Task requirements
Set each line of the data down exactly, please.

Exercise data
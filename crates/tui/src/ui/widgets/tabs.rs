use ratatui::{
    buffer::Buffer,
    layout::Rect,
    style::Modifier,
    text::{Line, Span},
    widgets::Widget,
};
use unicode_width::UnicodeWidthStr;

use crate::ui::theme::{Theme, theme_helpers as th};

/// Underlined tab headers. The caller owns the selected index.
pub struct TabBar<'a> {
    theme: &'a dyn Theme,
    titles: &'a [&'a str],
    selected: usize,
    focused: bool,
}

impl<'a> TabBar<'a> {
    pub fn new(theme: &'a dyn Theme, titles: &'a [&'a str], selected: usize) -> Self {
        Self {
            theme,
            titles,
            selected,
            focused: false,
        }
    }

    pub fn focused(mut self, focused: bool) -> Self {
        self.focused = focused;
        self
    }

    /// Header cells in the same order as `titles`, for mouse hit testing.
    ///
    /// Mirrors the layout of ratatui's `Tabs`: one column of padding on each
    /// side of a title and a one-column divider between headers.
    pub fn title_areas(area: Rect, titles: &[&str]) -> Vec<Rect> {
        let mut x = area.x;
        let mut areas = Vec::with_capacity(titles.len());
        for title in titles {
            let width = u16::try_from(title.width()).unwrap_or(u16::MAX).saturating_add(2);
            if x >= area.right() {
                break;
            }
            areas.push(Rect::new(x, area.y, width.min(area.right() - x), 1));
            x = x.saturating_add(width + 1);
        }
        areas
    }
}

impl Widget for TabBar<'_> {
    fn render(self, area: Rect, buf: &mut Buffer) {
        let titles: Vec<Span<'_>> = self.titles.iter().map(|title| Span::raw(*title)).collect();
        let mut tabs = th::tabs(self.theme, titles, self.selected).divider("│");
        if self.focused {
            tabs = tabs.highlight_style(self.theme.selection_style().add_modifier(Modifier::BOLD));
        }
        tabs.render(Rect::new(area.x, area.y, area.width, area.height.min(1)), buf);
        if area.height > 1 {
            let rule = "─".repeat(usize::from(area.width));
            buf.set_line(area.x, area.y + 1, &Line::styled(rule, self.theme.border_style(false)), area.width);
        }
    }
}
use ratatui::{buffer::Buffer, layout::Rect, text::Span, widgets::Widget};
use unicode_width::UnicodeWidthStr;
use uikit_types::BadgeVariant;

use crate::ui::theme::{Theme, theme_helpers as th};

/// Compact pill label.
pub struct Badge<'a> {
    theme: &'a dyn Theme,
    variant: BadgeVariant,
    label: &'a str,
}

impl<'a> Badge<'a> {
    pub fn new(theme: &'a dyn Theme, variant: BadgeVariant, label: &'a str) -> Self {
        Self { theme, variant, label }
    }

    /// Columns the badge occupies, padding included.
    pub fn width(&self) -> u16 {
        u16::try_from(self.label.width() + 2).unwrap_or(u16::MAX)
    }

    pub fn span(&self) -> Span<'static> {
        Span::styled(format!(" {} ", self.label), th::badge_style(self.theme, self.variant))
    }
}

impl Widget for Badge<'_> {
    fn render(self, area: Rect, buf: &mut Buffer) {
        buf.set_span(area.x, area.y, &self.span(), area.width);
    }
}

Solution to the exercise
filename crates/tui/src/ui/widgets/tabs.rs
use ratatui::{
    buffer::Buffer,
    layout::Rect,
    style::Modifier,
    text::{Line, Span},
    widgets::Widget,
};
use unicode_width::UnicodeWidthStr;

use crate::ui::theme::{Theme, theme_helpers as th};

/// Underlined tab headers. The caller owns the selected index.
pub struct TabBar<'a> {
    theme: &'a dyn Theme,
    titles: &'a [&'a str],
    selected: usize,
    focused: bool,
}

impl<'a> TabBar<'a> {
    pub fn new(theme: &'a dyn Theme, titles: &'a [&'a str], selected: usize) -> Self {
        Self {
            theme,
            titles,
            selected,
            focused: false,
        }
    }

    pub fn focused(mut self, focused: bool) -> Self {
        self.focused = focused;
        self
    }

    /// Header cells in the same order as `titles`, for mouse hit testing.
    ///
    /// Mirrors the layout of ratatui's `Tabs`: one column of padding on each
    /// side of a title and a one-column divider between headers.
    pub fn title_areas(area: Rect, titles: &[&str]) -> Vec<Rect> {
        let mut x = area.x;
        let mut areas = Vec::with_capacity(titles.len());
        for title in titles {
            let width = u16::try_from(title.width()).unwrap_or(u16::MAX).saturating_add(2);
            if x >= area.right() {
                break;
            }
            areas.push(Rect::new(x, area.y, width.min(area.right() - x), 1));
            x = x.saturating_add(width + 1);
        }
        areas
    }
}

impl Widget for TabBar<'_> {
    fn render(self, area: Rect, buf: &mut Buffer) {
        let titles: Vec<Span<'_>> = self.titles.iter().map(|title| Span::raw(*title)).collect();
        let mut tabs = th::tabs(self.theme, titles, self.selected).divider("│");
        if self.focused {
            tabs = tabs.highlight_style(self.theme.selection_style().add_modifier(Modifier::BOLD));
        }
        tabs.render(Rect::new(area.x, area.y, area.width, area.height.min(1)), buf);
        if area.height > 1 {
            let rule = "─".repeat(usize::from(area.width));
            buf.set_line(area.x, area.y + 1, &Line::styled(rule, self.theme.border_style(false)), area.width);
        }
    }
}
use ratatui::{buffer::Buffer, layout::Rect, text::Span, widgets::Widget};
use unicode_width::UnicodeWidthStr;
use uikit_types::BadgeVariant;

use crate::ui::theme::{Theme, theme_helpers as th};

/// Compact pill label.
pub struct Badge<'a> {
    theme: &'a dyn Theme,
    variant: BadgeVariant,
    label: &'a str,
}

impl<'a> Badge<'a> {
    pub fn new(theme: &'a dyn Theme, variant: BadgeVariant, label: &'a str) -> Self {
        Self { theme, variant, label }
    }

    /// Columns the badge occupies, padding included.
    pub fn width(&self) -> u16 {
        u16::try_from(self.label.width() + 2).unwrap_or(u16::MAX)
    }

    pub fn span(&self) -> Span<'static> {
        Span::styled(format!(" {} ", self.label), th::badge_style(self.theme, self.variant))
    }
}

impl Widget for Badge<'_> {
    fn render(self, area: Rect, buf: &mut Buffer) {
        buf.set_span(area.x, area.y, &self.span(), area.width);
    }
}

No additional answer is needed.